• [PROBLEM DETAILS] Up to and including the line with "pub async fn", please set down the entries below exactly, starting from the first line.
### DATA EXCERPTS
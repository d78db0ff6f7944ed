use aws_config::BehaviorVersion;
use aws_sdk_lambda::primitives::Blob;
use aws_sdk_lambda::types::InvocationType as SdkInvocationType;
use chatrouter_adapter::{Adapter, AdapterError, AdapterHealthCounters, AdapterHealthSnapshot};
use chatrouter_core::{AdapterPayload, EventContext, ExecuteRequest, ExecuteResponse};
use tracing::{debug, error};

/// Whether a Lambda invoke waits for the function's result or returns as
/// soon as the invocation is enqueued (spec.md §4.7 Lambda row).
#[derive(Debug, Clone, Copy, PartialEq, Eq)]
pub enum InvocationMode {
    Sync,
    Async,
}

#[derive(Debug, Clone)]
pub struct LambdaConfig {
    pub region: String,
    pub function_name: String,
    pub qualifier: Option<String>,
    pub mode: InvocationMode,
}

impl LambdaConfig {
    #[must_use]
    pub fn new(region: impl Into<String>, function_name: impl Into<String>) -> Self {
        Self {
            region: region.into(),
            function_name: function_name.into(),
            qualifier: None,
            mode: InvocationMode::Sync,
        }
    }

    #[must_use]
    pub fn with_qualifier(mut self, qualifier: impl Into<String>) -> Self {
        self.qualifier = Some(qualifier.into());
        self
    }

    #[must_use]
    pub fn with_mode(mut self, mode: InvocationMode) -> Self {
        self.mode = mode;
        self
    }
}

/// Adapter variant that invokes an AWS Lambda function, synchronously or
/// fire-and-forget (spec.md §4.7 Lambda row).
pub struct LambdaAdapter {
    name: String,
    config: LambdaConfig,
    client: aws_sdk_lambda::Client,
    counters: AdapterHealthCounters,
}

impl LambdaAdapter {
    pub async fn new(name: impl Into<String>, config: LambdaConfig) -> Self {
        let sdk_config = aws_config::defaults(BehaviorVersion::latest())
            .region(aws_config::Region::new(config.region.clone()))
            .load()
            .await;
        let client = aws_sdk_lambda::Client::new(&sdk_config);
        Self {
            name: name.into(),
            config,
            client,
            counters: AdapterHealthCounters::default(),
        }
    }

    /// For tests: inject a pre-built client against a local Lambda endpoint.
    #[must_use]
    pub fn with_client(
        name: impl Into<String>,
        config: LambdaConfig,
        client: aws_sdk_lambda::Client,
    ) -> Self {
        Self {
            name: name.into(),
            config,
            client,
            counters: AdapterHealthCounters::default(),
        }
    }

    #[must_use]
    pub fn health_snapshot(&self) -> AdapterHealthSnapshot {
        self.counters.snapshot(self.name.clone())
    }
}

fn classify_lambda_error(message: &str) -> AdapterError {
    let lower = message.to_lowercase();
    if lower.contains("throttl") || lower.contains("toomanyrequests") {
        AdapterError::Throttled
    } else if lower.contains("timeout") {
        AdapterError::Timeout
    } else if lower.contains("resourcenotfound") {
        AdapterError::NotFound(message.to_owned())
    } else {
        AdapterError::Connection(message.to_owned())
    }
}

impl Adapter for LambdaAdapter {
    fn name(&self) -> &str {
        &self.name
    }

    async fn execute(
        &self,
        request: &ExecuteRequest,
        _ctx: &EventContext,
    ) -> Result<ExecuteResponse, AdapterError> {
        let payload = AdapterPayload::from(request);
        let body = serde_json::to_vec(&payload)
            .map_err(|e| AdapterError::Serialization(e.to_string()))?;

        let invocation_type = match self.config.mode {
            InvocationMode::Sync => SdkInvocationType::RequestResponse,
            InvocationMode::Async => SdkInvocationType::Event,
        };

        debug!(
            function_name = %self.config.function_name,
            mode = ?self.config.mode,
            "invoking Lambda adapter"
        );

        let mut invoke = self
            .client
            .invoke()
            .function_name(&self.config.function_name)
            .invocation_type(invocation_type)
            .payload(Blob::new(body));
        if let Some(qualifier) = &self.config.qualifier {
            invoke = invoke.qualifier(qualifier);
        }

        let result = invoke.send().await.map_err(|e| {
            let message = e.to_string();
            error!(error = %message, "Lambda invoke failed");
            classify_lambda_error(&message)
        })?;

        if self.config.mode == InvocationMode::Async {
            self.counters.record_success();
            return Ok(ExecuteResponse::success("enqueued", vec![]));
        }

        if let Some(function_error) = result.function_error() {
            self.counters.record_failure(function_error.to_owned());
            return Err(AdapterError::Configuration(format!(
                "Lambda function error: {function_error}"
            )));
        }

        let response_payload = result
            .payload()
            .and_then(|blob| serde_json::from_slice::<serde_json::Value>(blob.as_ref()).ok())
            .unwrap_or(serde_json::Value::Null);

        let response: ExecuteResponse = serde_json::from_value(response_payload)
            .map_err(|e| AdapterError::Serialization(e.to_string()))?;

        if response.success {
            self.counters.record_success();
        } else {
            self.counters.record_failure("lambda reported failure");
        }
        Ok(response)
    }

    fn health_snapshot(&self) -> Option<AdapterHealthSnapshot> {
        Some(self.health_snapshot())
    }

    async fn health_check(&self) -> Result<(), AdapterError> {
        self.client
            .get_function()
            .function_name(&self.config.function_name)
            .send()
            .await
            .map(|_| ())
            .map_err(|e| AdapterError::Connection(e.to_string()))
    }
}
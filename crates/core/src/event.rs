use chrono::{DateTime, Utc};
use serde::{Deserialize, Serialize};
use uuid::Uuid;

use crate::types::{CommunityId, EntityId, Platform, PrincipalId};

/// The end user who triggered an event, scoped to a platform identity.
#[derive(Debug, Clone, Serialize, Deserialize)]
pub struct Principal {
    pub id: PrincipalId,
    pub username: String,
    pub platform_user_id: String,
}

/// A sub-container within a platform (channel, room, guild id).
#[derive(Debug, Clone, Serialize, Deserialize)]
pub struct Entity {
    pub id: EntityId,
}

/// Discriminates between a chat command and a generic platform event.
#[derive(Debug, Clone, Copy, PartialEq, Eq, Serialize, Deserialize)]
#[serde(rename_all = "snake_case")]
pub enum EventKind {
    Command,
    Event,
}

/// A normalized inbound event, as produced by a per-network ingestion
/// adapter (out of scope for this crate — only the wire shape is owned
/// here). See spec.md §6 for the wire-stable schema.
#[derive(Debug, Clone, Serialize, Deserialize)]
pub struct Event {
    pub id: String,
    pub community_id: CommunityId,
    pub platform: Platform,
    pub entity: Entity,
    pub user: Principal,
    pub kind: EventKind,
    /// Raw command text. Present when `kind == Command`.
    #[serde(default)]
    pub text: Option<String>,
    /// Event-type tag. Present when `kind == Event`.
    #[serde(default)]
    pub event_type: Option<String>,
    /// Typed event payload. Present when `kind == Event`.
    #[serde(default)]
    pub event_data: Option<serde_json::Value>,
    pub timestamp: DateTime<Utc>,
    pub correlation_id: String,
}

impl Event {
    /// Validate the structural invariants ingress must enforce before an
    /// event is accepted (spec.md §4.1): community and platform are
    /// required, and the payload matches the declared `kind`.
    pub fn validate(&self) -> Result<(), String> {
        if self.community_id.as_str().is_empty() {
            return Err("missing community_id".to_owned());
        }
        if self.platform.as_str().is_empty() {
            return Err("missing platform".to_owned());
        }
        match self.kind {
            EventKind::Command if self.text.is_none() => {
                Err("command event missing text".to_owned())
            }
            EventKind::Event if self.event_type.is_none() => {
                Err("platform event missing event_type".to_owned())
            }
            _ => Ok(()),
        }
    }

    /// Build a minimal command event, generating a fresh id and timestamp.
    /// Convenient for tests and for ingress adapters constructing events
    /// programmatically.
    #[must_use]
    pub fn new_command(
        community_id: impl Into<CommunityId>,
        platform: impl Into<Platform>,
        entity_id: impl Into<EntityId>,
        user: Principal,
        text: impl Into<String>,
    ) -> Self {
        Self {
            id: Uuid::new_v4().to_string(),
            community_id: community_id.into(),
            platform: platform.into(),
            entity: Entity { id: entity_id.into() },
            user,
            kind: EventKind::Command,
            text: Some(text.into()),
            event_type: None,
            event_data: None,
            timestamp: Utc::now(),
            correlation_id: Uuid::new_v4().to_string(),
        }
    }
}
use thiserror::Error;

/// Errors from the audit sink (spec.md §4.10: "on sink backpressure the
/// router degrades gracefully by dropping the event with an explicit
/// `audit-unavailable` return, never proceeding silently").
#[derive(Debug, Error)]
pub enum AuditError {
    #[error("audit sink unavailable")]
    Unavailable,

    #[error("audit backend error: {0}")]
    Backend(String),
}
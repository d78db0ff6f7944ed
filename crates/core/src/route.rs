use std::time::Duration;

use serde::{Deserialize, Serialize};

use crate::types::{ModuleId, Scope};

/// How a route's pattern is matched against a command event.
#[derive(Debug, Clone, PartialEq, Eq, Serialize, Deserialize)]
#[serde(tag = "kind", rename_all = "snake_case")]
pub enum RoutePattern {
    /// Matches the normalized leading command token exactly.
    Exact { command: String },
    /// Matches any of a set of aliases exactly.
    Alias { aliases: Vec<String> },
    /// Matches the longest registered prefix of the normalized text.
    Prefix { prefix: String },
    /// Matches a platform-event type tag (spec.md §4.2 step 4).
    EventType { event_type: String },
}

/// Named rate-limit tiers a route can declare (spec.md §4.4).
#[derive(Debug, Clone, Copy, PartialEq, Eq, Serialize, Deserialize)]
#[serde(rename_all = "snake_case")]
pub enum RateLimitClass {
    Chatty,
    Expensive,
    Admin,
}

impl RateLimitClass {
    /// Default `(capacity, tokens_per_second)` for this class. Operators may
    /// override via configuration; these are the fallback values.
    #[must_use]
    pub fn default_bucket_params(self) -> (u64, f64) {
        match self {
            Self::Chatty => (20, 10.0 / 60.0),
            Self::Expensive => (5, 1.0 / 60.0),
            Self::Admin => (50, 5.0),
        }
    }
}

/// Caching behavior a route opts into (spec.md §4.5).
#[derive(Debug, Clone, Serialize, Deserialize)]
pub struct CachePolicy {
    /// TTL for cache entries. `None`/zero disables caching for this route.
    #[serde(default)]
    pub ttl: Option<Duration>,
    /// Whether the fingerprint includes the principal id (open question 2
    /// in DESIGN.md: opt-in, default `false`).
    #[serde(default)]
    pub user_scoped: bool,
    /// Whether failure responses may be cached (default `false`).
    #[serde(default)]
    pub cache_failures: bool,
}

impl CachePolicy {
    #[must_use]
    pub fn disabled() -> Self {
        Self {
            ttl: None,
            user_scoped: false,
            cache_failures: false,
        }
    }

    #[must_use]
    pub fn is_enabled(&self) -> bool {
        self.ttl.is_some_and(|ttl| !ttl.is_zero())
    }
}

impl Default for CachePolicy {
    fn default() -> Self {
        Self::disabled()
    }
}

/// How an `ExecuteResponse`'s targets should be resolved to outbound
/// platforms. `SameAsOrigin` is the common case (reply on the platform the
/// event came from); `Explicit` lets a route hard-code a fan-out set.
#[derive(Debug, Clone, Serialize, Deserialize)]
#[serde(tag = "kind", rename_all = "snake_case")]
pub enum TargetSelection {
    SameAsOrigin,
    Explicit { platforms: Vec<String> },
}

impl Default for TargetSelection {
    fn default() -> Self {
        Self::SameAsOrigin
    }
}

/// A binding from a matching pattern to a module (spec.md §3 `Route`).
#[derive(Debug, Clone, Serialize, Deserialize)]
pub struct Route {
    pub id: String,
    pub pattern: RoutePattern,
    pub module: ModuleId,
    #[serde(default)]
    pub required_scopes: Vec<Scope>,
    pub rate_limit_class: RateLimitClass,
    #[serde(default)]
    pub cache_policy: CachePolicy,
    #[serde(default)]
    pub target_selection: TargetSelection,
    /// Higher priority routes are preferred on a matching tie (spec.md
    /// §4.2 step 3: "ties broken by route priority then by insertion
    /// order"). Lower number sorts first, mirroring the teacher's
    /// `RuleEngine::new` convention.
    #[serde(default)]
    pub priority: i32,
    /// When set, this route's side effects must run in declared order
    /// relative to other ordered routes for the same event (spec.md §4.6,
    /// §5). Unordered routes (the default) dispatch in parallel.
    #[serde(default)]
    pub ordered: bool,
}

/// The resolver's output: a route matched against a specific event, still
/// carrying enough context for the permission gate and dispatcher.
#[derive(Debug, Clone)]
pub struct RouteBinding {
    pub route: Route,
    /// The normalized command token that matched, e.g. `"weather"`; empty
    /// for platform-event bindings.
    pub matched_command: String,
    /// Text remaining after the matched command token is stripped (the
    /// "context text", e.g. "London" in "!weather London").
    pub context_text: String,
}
######
• [WRITTEN REPLY]
repository d78db0ff6f7944ed
use aws_config::BehaviorVersion;
use aws_sdk_lambda::primitives::Blob;
use aws_sdk_lambda::types::InvocationType as SdkInvocationType;
use chatrouter_adapter::{Adapter, AdapterError, AdapterHealthCounters, AdapterHealthSnapshot};
use chatrouter_core::{AdapterPayload, EventContext, ExecuteRequest, ExecuteResponse};
use tracing::{debug, error};

/// Whether a Lambda invoke waits for the function's result or returns as
/// soon as the invocation is enqueued (spec.md §4.7 Lambda row).
#[derive(Debug, Clone, Copy, PartialEq, Eq)]
pub enum InvocationMode {
    Sync,
    Async,
}

#[derive(Debug, Clone)]
pub struct LambdaConfig {
    pub region: String,
    pub function_name: String,
    pub qualifier: Option<String>,
    pub mode: InvocationMode,
}

impl LambdaConfig {
    #[must_use]
    pub fn new(region: impl Into<String>, function_name: impl Into<String>) -> Self {
        Self {
            region: region.into(),
            function_name: function_name.into(),
            qualifier: None,
            mode: InvocationMode::Sync,
        }
    }

    #[must_use]
    pub fn with_qualifier(mut self, qualifier: impl Into<String>) -> Self {
        self.qualifier = Some(qualifier.into());
        self
    }

    #[must_use]
    pub fn with_mode(mut self, mode: InvocationMode) -> Self {
        self.mode = mode;
        self
    }
}

/// Adapter variant that invokes an AWS Lambda function, synchronously or
/// fire-and-forget (spec.md §4.7 Lambda row).
pub struct LambdaAdapter {
    name: String,
    config: LambdaConfig,
    client: aws_sdk_lambda::Client,
    counters: AdapterHealthCounters,
}

impl LambdaAdapter {
    pub async fn new(name: impl Into<String>, config: LambdaConfig) -> Self {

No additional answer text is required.